Лицезрение умершего побуждает к благоразумию и вызывает полезные, чуждые зла и греха мысли. «Вы замечали, – говорит тот же отец, – как богатые и {стр. 105} себялюбцы сжимаются, когда стоят у гроба покойника и видят человеческое тело распростертым, глухим и недвижным; когда они видят, что дети умершего остаются сиротами, его жена – вдовой, что его друзья омрачены, его слуги одеты в черные одежды, и весь дом погружен в скорбь? Смотрите, как все они смиряются и раскаиваются. Ведь они слышали множество поучений и при этом не получили никакой пользы, но как только увидели умершего, то без всякого принуждения склонились к продолжительному размышлению. Ибо теперь они замечают смертность, ничтожность и тленность человеческой природы, осознают слабость и непостоянство здоровья и своих сил. В несчастьях других они зрят грядущие «свои собственные изменения». Святитель продолжает: – существует смерть, и существуют при этом столь многочисленные хищения и алчность. Сильные поедают тех, кто победнее, подобно тому как «большая рыба съедает маленькую». А что бы происходило, если бы смерти не было? Хотя люди видят, что из–за смерти они не могут радоваться вожделенным вещам, ибо, хотят они того или нет, вещи эти придется оставить другим, – и тем не менее они хищны и безжалостны к слабым. Что бы происходило, если бы люди жили беспечно, без страха смерти? Что их удерживало бы от бесчестных и преступных дел? Что подавляло бы в них пагубные желания?» [263]

Кроме того, смерть тела, хотя и нежелательна, хотя и приводит нас в ужас, есть все же благодеяние Божие еще и потому, что она является выходом из мира земного в мир небесный, переходом из границ времени в бесконечную вечность. Это звучит странно, но это именно так: бессмертная жизнь пришла через… смерть! Самое парадоксальное в смерти – то, что она проистекает из {стр. 106} неимоверной глубины Божественной премудрости и любви.

Если бы после преступления Адама и Евы бесконечно добрый и премудрый Бог не послал смерть, наше существование в этом мире было бы ничтожным и бессмысленным.

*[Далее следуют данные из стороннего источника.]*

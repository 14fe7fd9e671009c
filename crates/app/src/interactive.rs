//! Line-oriented study loop over stdin/stdout.

use std::io::Write;
use std::sync::Arc;

use mcq_core::model::{QuestionId, SessionQuestion};
use services::explanation::request_for_current;
use services::session::{
    Direction, ExplanationTicket, FilterMode, SelectionOutcome, SessionError, SessionState,
};
use services::{ExplanationClient, ExplanationError, StudyError, StudyService};
use tokio::io::{AsyncBufReadExt, BufReader};
use tokio::task::{JoinError, JoinHandle};

type PendingExplanation = (ExplanationTicket, JoinHandle<Result<String, ExplanationError>>);

enum Input {
    Line(Option<String>),
    Explanation(Result<Result<String, ExplanationError>, JoinError>),
}

#[derive(Debug, Clone, PartialEq, Eq)]
enum Action {
    Next,
    Previous,
    Jump(usize),
    Answer(usize),
    Bookmark,
    Filter,
    List,
    Map,
    Explain,
    Status,
    Reset,
    Help,
    Quit,
    Unknown(String),
}

impl Action {
    fn parse(line: &str) -> Option<Self> {
        let line = line.trim();
        if line.is_empty() {
            return None;
        }
        let (head, rest) = line.split_once(' ').unwrap_or((line, ""));
        let action = match head.to_ascii_lowercase().as_str() {
            "n" | "next" => Self::Next,
            "p" | "prev" => Self::Previous,
            "g" | "go" => match rest.trim().parse::<usize>() {
                Ok(position) if position > 0 => Self::Jump(position - 1),
                _ => Self::Unknown(line.to_string()),
            },
            "b" | "bookmark" => Self::Bookmark,
            "f" | "filter" => Self::Filter,
            "l" | "list" => Self::List,
            "m" | "map" => Self::Map,
            "e" | "explain" => Self::Explain,
            "s" | "status" => Self::Status,
            "reset" => Self::Reset,
            "h" | "help" | "?" => Self::Help,
            "q" | "quit" => Self::Quit,
            single if single.len() == 1 => {
                let letter = single.as_bytes()[0];
                if (b'1'..=b'6').contains(&letter) {
                    Self::Answer(usize::from(letter - b'1'))
                } else {
                    Self::Unknown(line.to_string())
                }
            }
            _ => Self::Unknown(line.to_string()),
        };
        Some(action)
    }
}

fn print_help() {
    println!("Commands:");
    println!("  1-6        answer with option A-F");
    println!("  n / p      next / previous question");
    println!("  g <n>      go to question n");
    println!("  b          toggle bookmark");
    println!("  f          switch between all and bookmarked questions");
    println!("  l          list questions");
    println!("  m          question map");
    println!("  e          explain your last answer");
    println!("  s          progress");
    println!("  reset      clear progress and reshuffle");
    println!("  q          quit");
}

fn render_question(state: &SessionState) {
    let Some(question) = state.current_question() else {
        println!("No questions in this view.");
        return;
    };
    let total = state.filtered_questions().len();
    let marker = if state.bookmarked().contains(&question.id()) {
        " [bookmarked]"
    } else {
        ""
    };
    let filter = match state.filter_mode() {
        FilterMode::All => "",
        FilterMode::BookmarkedOnly => " (bookmarked only)",
    };
    println!();
    println!("Question {}/{total}{filter}{marker}", state.current_index() + 1);
    println!("{}", question.prompt());

    let revealed = state.is_revealed(question.id());
    let attempted = state.attempts().attempted(question.id());
    for (index, option) in question.options().iter().enumerate() {
        let note = if revealed && index == question.correct_answer_index() {
            "  <- correct"
        } else if attempted.contains(&index) {
            "  x"
        } else {
            ""
        };
        println!("  {}{note}", option.labeled());
    }
    if revealed {
        print_explanation(question);
    }
}

fn print_explanation(question: &SessionQuestion) {
    if !question.explanation().is_empty() {
        println!("Explanation: {}", question.explanation());
    }
}

fn render_list(state: &SessionState) {
    for entry in state.list_view() {
        let marker = if entry.bookmarked { " *" } else { "" };
        println!("{}. {}{marker}", entry.position + 1, entry.prompt);
        for (index, option) in entry.options.iter().enumerate() {
            let correct = if entry.correct_index == Some(index) { "  <- correct" } else { "" };
            println!("     {option}{correct}");
        }
    }
}

fn render_map(state: &SessionState) {
    let cells: Vec<String> = state
        .navigator()
        .iter()
        .map(|cell| {
            let mut text = (cell.position + 1).to_string();
            if cell.bookmarked {
                text.push('*');
            }
            if cell.revealed {
                text.push('+');
            } else if cell.viewed {
                text.push('.');
            }
            if cell.current {
                text = format!("[{text}]");
            }
            text
        })
        .collect();
    println!("{}", cells.join(" "));
}

fn render_status(state: &SessionState) {
    let progress = state.progress();
    println!(
        "{} of {} answered, {} viewed, {} to go",
        progress.answered, progress.total, progress.viewed, progress.remaining
    );
}

/// Run commands against `state` until the learner quits or stdin closes.
///
/// # Errors
///
/// Returns an error when stdin fails or progress cannot be persisted.
pub async fn run_session(
    study: &StudyService,
    explainer: Arc<dyn ExplanationClient>,
    mut state: SessionState,
) -> Result<(), Box<dyn std::error::Error>> {
    let mut lines = BufReader::new(tokio::io::stdin()).lines();
    let mut pending: Option<PendingExplanation> = None;
    let mut last_selected: Option<(QuestionId, usize)> = None;

    if state.is_review() {
        println!("Review mode: {} missed question(s).", state.questions().len());
    }
    study.view_current(&mut state).await?;
    render_question(&state);
    print_help();

    loop {
        print!("> ");
        std::io::stdout().flush()?;

        let input = if let Some((_, handle)) = pending.as_mut() {
            tokio::select! {
                line = lines.next_line() => Input::Line(line?),
                done = handle => Input::Explanation(done),
            }
        } else {
            Input::Line(lines.next_line().await?)
        };

        let line = match input {
            Input::Line(Some(line)) => line,
            Input::Line(None) => break,
            Input::Explanation(done) => {
                if let Some((ticket, _)) = pending.take() {
                    show_explanation(&state, ticket, done);
                }
                continue;
            }
        };
        let Some(action) = Action::parse(&line) else {
            continue;
        };

        match action {
            Action::Quit => break,
            Action::Help => print_help(),
            Action::Next | Action::Previous => {
                let direction = if action == Action::Next {
                    Direction::Next
                } else {
                    Direction::Previous
                };
                if state.navigate(direction) {
                    last_selected = None;
                    study.view_current(&mut state).await?;
                    render_question(&state);
                } else {
                    println!("No more questions that way.");
                }
            }
            Action::Jump(index) => match state.jump_to(index) {
                Ok(()) => {
                    last_selected = None;
                    study.view_current(&mut state).await?;
                    render_question(&state);
                }
                Err(err) => println!("{err}"),
            },
            Action::Answer(index) => match study.select_option(&mut state, index).await {
                Ok(selection) => {
                    last_selected = state.current_question().map(|q| (q.id(), index));
                    report_selection(&state, selection.outcome);
                }
                Err(StudyError::Session(err)) => println!("{err}"),
                Err(err) => return Err(err.into()),
            },
            Action::Bookmark => match study.toggle_bookmark(&mut state).await {
                Ok(true) => println!("Bookmarked."),
                Ok(false) => {
                    println!("Bookmark removed.");
                    if state.filter_mode() == FilterMode::BookmarkedOnly {
                        last_selected = None;
                        render_question(&state);
                    }
                }
                Err(StudyError::Session(err)) => println!("{err}"),
                Err(err) => return Err(err.into()),
            },
            Action::Filter => match state.toggle_filter_mode() {
                Ok(_) => {
                    last_selected = None;
                    study.view_current(&mut state).await?;
                    render_question(&state);
                }
                Err(SessionError::NoBookmarks) => {
                    println!("No bookmarked questions yet. Use `b` to bookmark one.");
                }
                Err(err) => println!("{err}"),
            },
            Action::List => render_list(&state),
            Action::Map => render_map(&state),
            Action::Status => render_status(&state),
            Action::Explain => {
                if pending.is_some() {
                    println!("Still waiting for the previous explanation.");
                } else if let Some(selected) = answer_on_screen(&state, last_selected) {
                    match request_for_current(&state, selected) {
                        Some((ticket, request)) => {
                            let client = Arc::clone(&explainer);
                            let handle =
                                tokio::spawn(async move { client.explain(&request).await });
                            pending = Some((ticket, handle));
                            println!("Asking for an explanation...");
                        }
                        None => println!("No question is displayed."),
                    }
                } else {
                    println!("Answer the question first.");
                }
            }
            Action::Reset => {
                study.reset_session(&mut state).await?;
                last_selected = None;
                println!("Progress cleared; questions reshuffled.");
                study.view_current(&mut state).await?;
                render_question(&state);
            }
            Action::Unknown(raw) => println!("Unknown command: {raw} (h for help)"),
        }
    }

    if let Some((_, handle)) = pending.take() {
        handle.abort();
    }
    render_status(&state);
    Ok(())
}

/// The learner's last pick, if it belongs to the question now displayed.
fn answer_on_screen(state: &SessionState, last: Option<(QuestionId, usize)>) -> Option<usize> {
    let (id, selected) = last?;
    (state.current_question()?.id() == id).then_some(selected)
}

fn report_selection(state: &SessionState, outcome: SelectionOutcome) {
    match outcome {
        SelectionOutcome::Correct {
            first_attempt,
            completion,
        } => {
            if first_attempt {
                println!("Correct!");
            } else {
                println!("Correct, after a retry.");
            }
            if let Some(question) = state.current_question() {
                print_explanation(question);
            }
            if completion.complete {
                println!(
                    "All {} questions answered; {} right on the first try.",
                    completion.total, completion.correct_first_attempt
                );
            }
        }
        SelectionOutcome::Incorrect {
            feedback,
            remaining,
        } => {
            println!("Not quite. {remaining} option(s) left to try.");
            if let Some(feedback) = feedback {
                println!("{feedback}");
            }
        }
        SelectionOutcome::AlreadyRevealed => println!("Already answered."),
        SelectionOutcome::AlreadyAttempted => println!("You already tried that one."),
    }
}

fn show_explanation(
    state: &SessionState,
    ticket: ExplanationTicket,
    done: Result<Result<String, ExplanationError>, JoinError>,
) {
    if !state.accepts(ticket) {
        tracing::debug!(question = %ticket.question_id(), "discarding late explanation");
        return;
    }
    println!();
    match done {
        Ok(Ok(text)) => println!("AI explanation: {text}"),
        Ok(Err(ExplanationError::Disabled)) => {
            println!("Explanations are not configured (set MCQ_EXPLAIN_URL).");
        }
        Ok(Err(err)) => println!("Explanation unavailable: {err}"),
        Err(err) => println!("Explanation unavailable: {err}"),
    }
}

#[cfg(test)]
mod tests {
    use std::collections::BTreeMap;

    use mcq_core::model::{LockedShuffle, QuestionDraft, TestId, TopicId};
    use mcq_core::time::fixed_now;

    use super::*;

    #[test]
    fn parses_commands() {
        assert_eq!(Action::parse("  "), None);
        assert_eq!(Action::parse("n"), Some(Action::Next));
        assert_eq!(Action::parse("2"), Some(Action::Answer(1)));
        assert_eq!(Action::parse("g 4"), Some(Action::Jump(3)));
        assert_eq!(Action::parse("g 0"), Some(Action::Unknown("g 0".into())));
        assert_eq!(Action::parse("7"), Some(Action::Unknown("7".into())));
        assert_eq!(Action::parse("RESET"), Some(Action::Reset));
    }

    #[test]
    fn explanation_needs_an_answer_to_the_displayed_question() {
        let questions = [1, 2]
            .into_iter()
            .map(|id| {
                let q = QuestionDraft {
                    id: QuestionId::new(id),
                    prompt: format!("Question {id}"),
                    options: vec!["yes".into(), "no".into()],
                    correct_answer: 0,
                    explanation: String::new(),
                    option_feedback: BTreeMap::new(),
                }
                .validate()
                .unwrap();
                SessionQuestion::in_source_order(&q)
            })
            .collect();
        let mut state = SessionState::practice(
            TopicId::new("ethics").unwrap(),
            TestId::new("p1").unwrap(),
            LockedShuffle::new(questions, fixed_now()),
            None,
        );
        for index in [0, 1] {
            state.jump_to(index).unwrap();
            state.toggle_bookmark().unwrap();
        }
        state.toggle_filter_mode().unwrap();
        state.jump_to(1).unwrap();
        let last = Some((QuestionId::new(2), 1));
        assert_eq!(answer_on_screen(&state, last), Some(1));

        // Unbookmarking the last question moves the view to question 1.
        state.toggle_bookmark().unwrap();
        assert_eq!(state.current_question().unwrap().id(), QuestionId::new(1));
        assert_eq!(answer_on_screen(&state, last), None);
        assert_eq!(answer_on_screen(&state, None), None);
    }
}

Но теперь наша земная жизнь приобретает смысл, глубину и цель, ибо она завершается смертью, которая открывает нам вход на Небо. Если бы мы считали материальный мир самодостаточным, то все в нем было бы тщетным. Однако мы знаем, что телесная смерть – эта ужасная и мучительная терапия, – одновременно ступень навстречу вечности; когда мы уясним, что эта болезненная и исполненная печали процедура есть единственный способ перейти через пропасть между настоящим и вечным, то мы поймем, сколь благодетельна телесная смерть.